(The data)

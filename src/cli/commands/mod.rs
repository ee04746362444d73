//! cli::commands
//!
//! Command handlers.
//!
//! Each handler validates its arguments, calls the engine, and formats
//! output. Handlers do not touch the repository or the network directly.

mod create;
mod list_sites;

pub use create::{create, effective_site};
pub use list_sites::{list_sites, site_lines, HOSTED_PATTERNS};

(End The data)

| Work required |
All of the entries above are to be written out again exactly.

| Answer for the task |
filename src/cli/commands/mod.rs
repository ee04746362444d73
//! cli::commands
//!
//! Command handlers.
//!
//! Each handler validates its arguments, calls the engine, and formats
//! output. Handlers do not touch the repository or the network directly.

mod create;
mod list_sites;

pub use create::{create, effective_site};
pub use list_sites::{list_sites, site_lines, HOSTED_PATTERNS};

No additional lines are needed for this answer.